Référence : 2016 CAF 19

[TRADUCTION FRANÇAISE]

CORAM :

LE JUGE NADON

LE JUGE SCOTT

LE JUGE RENNIE

 

ENTRE :

GERRY HEDGES

appelant

et

SA MAJESTÉ LA REINE

intimée

Audience tenue à Vancouver (Colombie‑Britannique), le 18 novembre 2015.

Jugement rendu à Ottawa (Ontario), le 25 janvier 2016.

MOTIFS DU JUGEMENT :

LE JUGE RENNIE

Y ONT SOUSCRIT :

LE JUGE NADON

LE JUGE SCOTT

 


Date : 20160125


Dossier : A‑456‑14

Référence : 2016 CAF 19

CORAM :

LE JUGE NADON

LE JUGE SCOTT

LE JUGE RENNIE

 

ENTRE :

GERRY HEDGES

appelant

et

SA MAJESTÉ LA REINE

intimée

MOTIFS DU JUGEMENT

LE JUGE RENNIE

I.                   Introduction

[1]               La Cour est saisie de l'appel d'une décision rendue le 9 septembre 2014 par le juge Miller de la Cour canadienne de l'impôt (2014 CCI 270), par laquelle celui‑ci a rejeté l'appel formé par l'appelant à l'encontre de nouvelles cotisations établies par le ministre du Revenu national en vertu de la Loi sur la taxe d'accise, L.R.C. (1985), ch. E‑15 (la Loi), pour la période du 1er octobre 2007 au 31 décembre 2009.

[2]               Dans cette décision, le juge a conclu que la marihuana thérapeutique vendue par l'appelant n'était pas détaxée en vertu de la Loi. Je rejetterais l'appel.

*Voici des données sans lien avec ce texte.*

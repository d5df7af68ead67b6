use anyhow::{Context, Result};
use serde::Deserialize;

#[derive(Debug, Deserialize, Clone, Default)]
pub struct Config {
    #[serde(default)]
    pub areca: ArecaConfig,
    #[serde(default)]
    pub server: ServerConfig,
}

#[derive(Debug, Deserialize, Clone)]
pub struct ArecaConfig {
    /// Vendor CLI binary: a bare name resolved through `PATH` or an
    /// absolute path.
    #[serde(default = "default_cli_path")]
    pub cli_path: String,
}

#[derive(Debug, Deserialize, Clone)]
pub struct ServerConfig {
    #[serde(default = "default_addr")]
    pub addr: String,
    #[serde(default = "default_port")]
    pub port: u16,
}

fn default_cli_path() -> String {
    "areca.cli64".to_string()
}

fn default_addr() -> String {
    "0.0.0.0".to_string()
}

fn default_port() -> u16 {
    9423
}

impl Default for ArecaConfig {
    fn default() -> Self {
        Self {
            cli_path: default_cli_path(),
        }
    }
}

impl Default for ServerConfig {
    fn default() -> Self {
        Self {
            addr: default_addr(),
            port: default_port(),
        }
    }
}

impl Config {
    pub fn load(path: &str) -> Result<Self> {
        // Load environment variables from .env if present
        dotenvy::dotenv().ok();

        let config = config::Config::builder()
            .add_source(config::File::with_name(path).required(false))
            .add_source(config::Environment::with_prefix("ARECA_EXPORTER").separator("__"))
            .build()
            .context("Failed to build configuration")?;

        config
            .try_deserialize()
            .context("Failed to deserialize configuration")
    }
}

II.                Le contexte

[3]               La question en litige dans le présent appel est celle de savoir si la marihuana vendue par l'appelant est une fourniture détaxée selon l'annexe VI, partie I, alinéa 2d) de la Loi, dont le libellé est le suivant :

Annexe VI – Fournitures détaxées

Schedule VI – Zero-Rated Supplies

2. La fourniture des drogues ou substances suivantes :

2. A supply of any of the following drugs or substances :

[…]

d) les drogues contenant un stupéfiant figurant à l'annexe du Règlement sur les stupéfiants, à l'exception d'une drogue et d'un mélange de drogues qui peuvent être vendus au consommateur sans ordonnance conformément à la Loi réglementant certaines drogues et autres substances ou à ses règlements d'application;

(d) a drug that contains a substance included in the schedule to the Narcotic Control Regulations, other than a drug or mixture of drugs that may be sold to a consumer without a prescription pursuant to the Controlled Drugs and Substances Act or regulations made under that Act.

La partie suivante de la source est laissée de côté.